Dos de sus compañeros vigilaban la escena desde lejos. En sus ojos también intuí cierta ternura aunque era claro que estaban atentos a mis maneras o a mi reacción por si fuese de rechazo o quizás confusión… al fin y al cabo, a este mundo le sobran personas con sentimientos por sentir y almas por albergar.
– Jajaja, es verdad, soy pequeñico y encima has acertado con el número, sólo un pelín más grande, es 25.5. ¿Sabes?, en España tendría un número 40, pero aquí usáis números distintos, menudo lío, ¿verdad?, yo no sabía al principio…
– ¿Te lo traigo? ¿te traigo el zapato de tu número?, no me cuesta nada, ¿te lo traigo? -me interrumpió visiblemente contento por tener el dato que le faltaba para seguir con su trabajo.
– Claro, por favor, me encantará probármelo.
Sin mediar palabra desapareció por la puerta naranja que quedaba a la derecha de las zapatillas deportivas de mujer. Uno de los dependientes entró detrás de él, puede que para echarle una mano si hiciese falta. Estaba claro que allí a todos nos sonaban las pulsaciones con tonos parejos.
No pude más que sentarme en el banco a esperar que aquél señor me trajese un zapato que seguramente no habría elegido por mi cuenta.
– No quedan 25, sólo queda un 26, pero ¿porqué no te lo pruebas?, pruebátelo que lo mismo te queda bien. A veces un número no hace tanta diferencia, además como eres extranjero… los extranjeros sois más grandes. Aunque tu no eres tan grande pero creo que no importa, ¿te lo pruebas?, como ya te lo he traído…
– Claro que me lo pruebo, faltaría más.
Abrió la caja y sacó el derecho. No sabría decir si eran sus manos o sus dedos, pero no acababa de tener la movilidad que tenemos los demás. Lo que le sobraba era destreza: con las dos muñecas dobladas hacia adentro sujetaba un zapato al que fue capaz de ajustarle los cordones sin saber yo cómo y dejármelo después al lado de mi pie ya descalzo. No dijo una palabra porque estaba concentrado en hacer algo que a él le cuesta más que a tí, por lo que a tí te da mucho más igual que a él.
– Me queda perfecto -mentí por verle sonreír- ¿sabes?, me lo llevo. Y también si no te importa, me gustaría probarme esas zapatillas que tenéis ahí de oferta, ¿te importaría…
Tampoco me dejó acabar. Había vuelto a desaparecer y apenas me acababa de desatar los cordones de aquél zapato un número más grande que el mío cuando ya estaba de nuevo extremadamente concentrado en otros cordones que ajustar de otro pie derecho de otro par de zapatillas.
– También me quedan bien, me llevo los dos si no te importa, ¿me pones los dos?.
– ¿De verdad? muchas gracias, gracias, muchas gracias.

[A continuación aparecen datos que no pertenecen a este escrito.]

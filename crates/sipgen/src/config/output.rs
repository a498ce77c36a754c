use std::{collections::HashMap, path::PathBuf};

use chrono::Datelike;
use serde::Deserialize;

pub const DEFAULT_ARTIFACT_EXTENSION: &str = "sip";

/// Where artifacts go and what the header template is rendered with.
#[derive(Debug, Clone, PartialEq)]
pub struct OutputSettings {
    pub directory: PathBuf,
    pub extension: String,
    /// File holding the header template placed at the top of every artifact.
    pub header_template: Option<PathBuf>,
    pub lib_name: String,
    pub copy_year: String,
    pub copy_name: String,
}

impl Default for OutputSettings {
    fn default() -> Self {
        Self {
            directory: PathBuf::from("."),
            extension: DEFAULT_ARTIFACT_EXTENSION.to_string(),
            header_template: None,
            lib_name: String::new(),
            copy_year: chrono::Local::now().year().to_string(),
            copy_name: String::new(),
        }
    }
}

impl OutputSettings {
    pub(crate) fn apply_patch(
        &mut self,
        patch: OutputSettingsPatch,
    ) {
        if let Some(v) = patch.directory {
            self.directory = v;
        }
        if let Some(v) = patch.extension {
            self.extension = v;
        }
        if let Some(v) = patch.header_template {
            self.header_template = Some(v);
        }
        if let Some(v) = patch.lib_name {
            self.lib_name = v;
        }
        if let Some(v) = patch.copy_year {
            self.copy_year = v;
        }
        if let Some(v) = patch.copy_name {
            self.copy_name = v;
        }
    }

    pub(crate) fn normalize(&mut self) {
        let extension = self.extension.trim().trim_start_matches('.');
        self.extension = if extension.is_empty() {
            DEFAULT_ARTIFACT_EXTENSION.to_string()
        } else {
            extension.to_string()
        };
    }
}

#[derive(Debug, Clone, Deserialize, Default)]
#[serde(default, rename_all = "kebab-case")]
pub(crate) struct OutputSettingsPatch {
    pub(crate) directory: Option<PathBuf>,
    pub(crate) extension: Option<String>,
    pub(crate) header_template: Option<PathBuf>,
    pub(crate) lib_name: Option<String>,
    pub(crate) copy_year: Option<String>,
    pub(crate) copy_name: Option<String>,
    #[serde(flatten)]
    pub(crate) _extra: HashMap<String, toml::Value>,
}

Gracias. Gracias
Seguía dando las gracias aleatoriamente mientras íbamos hacia la caja registradora. El mismo compañero que entró al almacén con él ya estaba allí supervisando la operación mientras simulaba estar limpiando el mostrador con un trapo. Me gustó que tuviese el tacto de no mediar palabra, de simplemente estar allí sabiendo que no iba a haber problema alguno, pero con el detalle de estar a mano por si hubiese algo que en ese momento se torciese.
Quise ser su amigo. Quise contarle que encontrarme con él fue como si alguien le hubiese dado un empujón a la línea del día que volvió a ser recta de nuevo, que me encantó haberle conocido y que en ese momento echaba de menos a mi hermano más que nada.
En lugar de eso dejé que me acompañase hasta los límites de la tienda con el pasillo del centro comercial y me despedí de él dándole las vueltas una o dos veces de las veinte o treinta reverencias con que me pagó.
Esa noche llegué a casa un poco antes que Chiaki con unas zapatillas de oferta, un par de zapatos que me bailan en el pie y el alma tres o cuatro números más grande.